Learn more: Mrs. Wheeler’s First Grade Tidbits
7. Summarize using simple signal words
Sometimes with early readers, simpler is better. Start with these basic questions—who?, what?, when?, where?, how?, and why?—to help kids go deeper into their understanding.
Learn more: This Reading Mama
8. Practice with story maps
There are tons of fun tools to help students build reading comprehension, and story maps are one of them. Here are 15 free downloadable story maps to help your first graders practice going beyond just the words when they read.
Learn more: Education.com
9. Figure out problem and solution with a graphic organizer
Every fiction story has, among other elements, a problem and solution. This lesson helps students understand that a story’s problem and solution fit together like pieces of a puzzle.

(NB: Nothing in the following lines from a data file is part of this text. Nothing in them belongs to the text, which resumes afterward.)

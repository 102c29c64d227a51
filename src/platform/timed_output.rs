use std::fs::{self, OpenOptions};
use std::path::{Path, PathBuf};

use anyhow::{Context, Result, bail};
use log::debug;

use crate::platform::playback::Motor;

/// Vibrator exposed through the Linux `timed_output` class. Writing a
/// millisecond count to `enable` runs the motor for that long, writing `0`
/// stops it.
pub struct TimedOutputMotor {
    enable_path: PathBuf,
}

impl TimedOutputMotor {
    pub fn try_new(enable_path: &Path) -> Result<Self> {
        if !enable_path.exists() {
            bail!("no timed_output control file at {}", enable_path.display());
        }
        let mut motor = Self {
            enable_path: enable_path.to_path_buf(),
        };
        motor.ready()?;
        Ok(motor)
    }

    fn write_enable(&self, value: u64) -> Result<()> {
        fs::write(&self.enable_path, value.to_string())
            .with_context(|| format!("unable to write {}", self.enable_path.display()))
    }
}

impl Motor for TimedOutputMotor {
    fn ready(&mut self) -> Result<()> {
        OpenOptions::new()
            .write(true)
            .open(&self.enable_path)
            .map(|_| ())
            .with_context(|| format!("{} is not writable", self.enable_path.display()))
    }

    fn pulse(&mut self, duration_ms: u64) -> Result<()> {
        debug!("timed_output enable <- {duration_ms}");
        self.write_enable(duration_ms)
    }

    fn stop(&mut self) -> Result<()> {
        self.write_enable(0)
    }

    fn label(&self) -> &'static str {
        "TIMED_OUTPUT"
    }
}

Learn more: My Primary Paradise
10. Retell the story using LEGO bricks
Put two things that first graders love together: reading and building. Read a story together, then allow students to use blocks to build a scene from the story. As they build, they can describe details from the story.
Learn more: The Educators’ Spin On It
11. Retell using story cubes
Retelling is a helpful comprehension skill for readers. These six cubes encourage readers to retell the story in different ways. They are prefect for reading partners and to use with small groups.
Learn more: Every educaid
12. Play the Oh Snap! word game
Sight words (aka high-frequency words) are words readers encounter most frequently in texts. Early readers benefit from knowing a large bank of sight words, which encourages fluent reading. This fun sight word game is a great way to improve reading skills and build reading fluency.
Learn more: School Time Snippets
13. Use scooping phrases
The goal of reading fluency is better comprehension. To read with fluency or expression, readers must comprehend the story events. Teach early readers to use “Scooping Phrases” to scoop up words to form phrases within sentences. This effective strategy also works well with struggling readers.
Learn more: This Reading Mama
14. Introduce wordless picture books
As readers encounter more-difficult texts, character traits become less explicit. To determine what the character is like, the reader has to do more inferential work. Using wordless picture books is a great way to introduce early readers to making inferences.
Learn more: Ashleigh’s Education Journey
15. Inference using thought bubbles
Foundational inference activities give first graders an opportunity to practice their inferring skills. As they move into texts, first graders can infer what a character is thinking in the story and then add a thought bubble to explain it.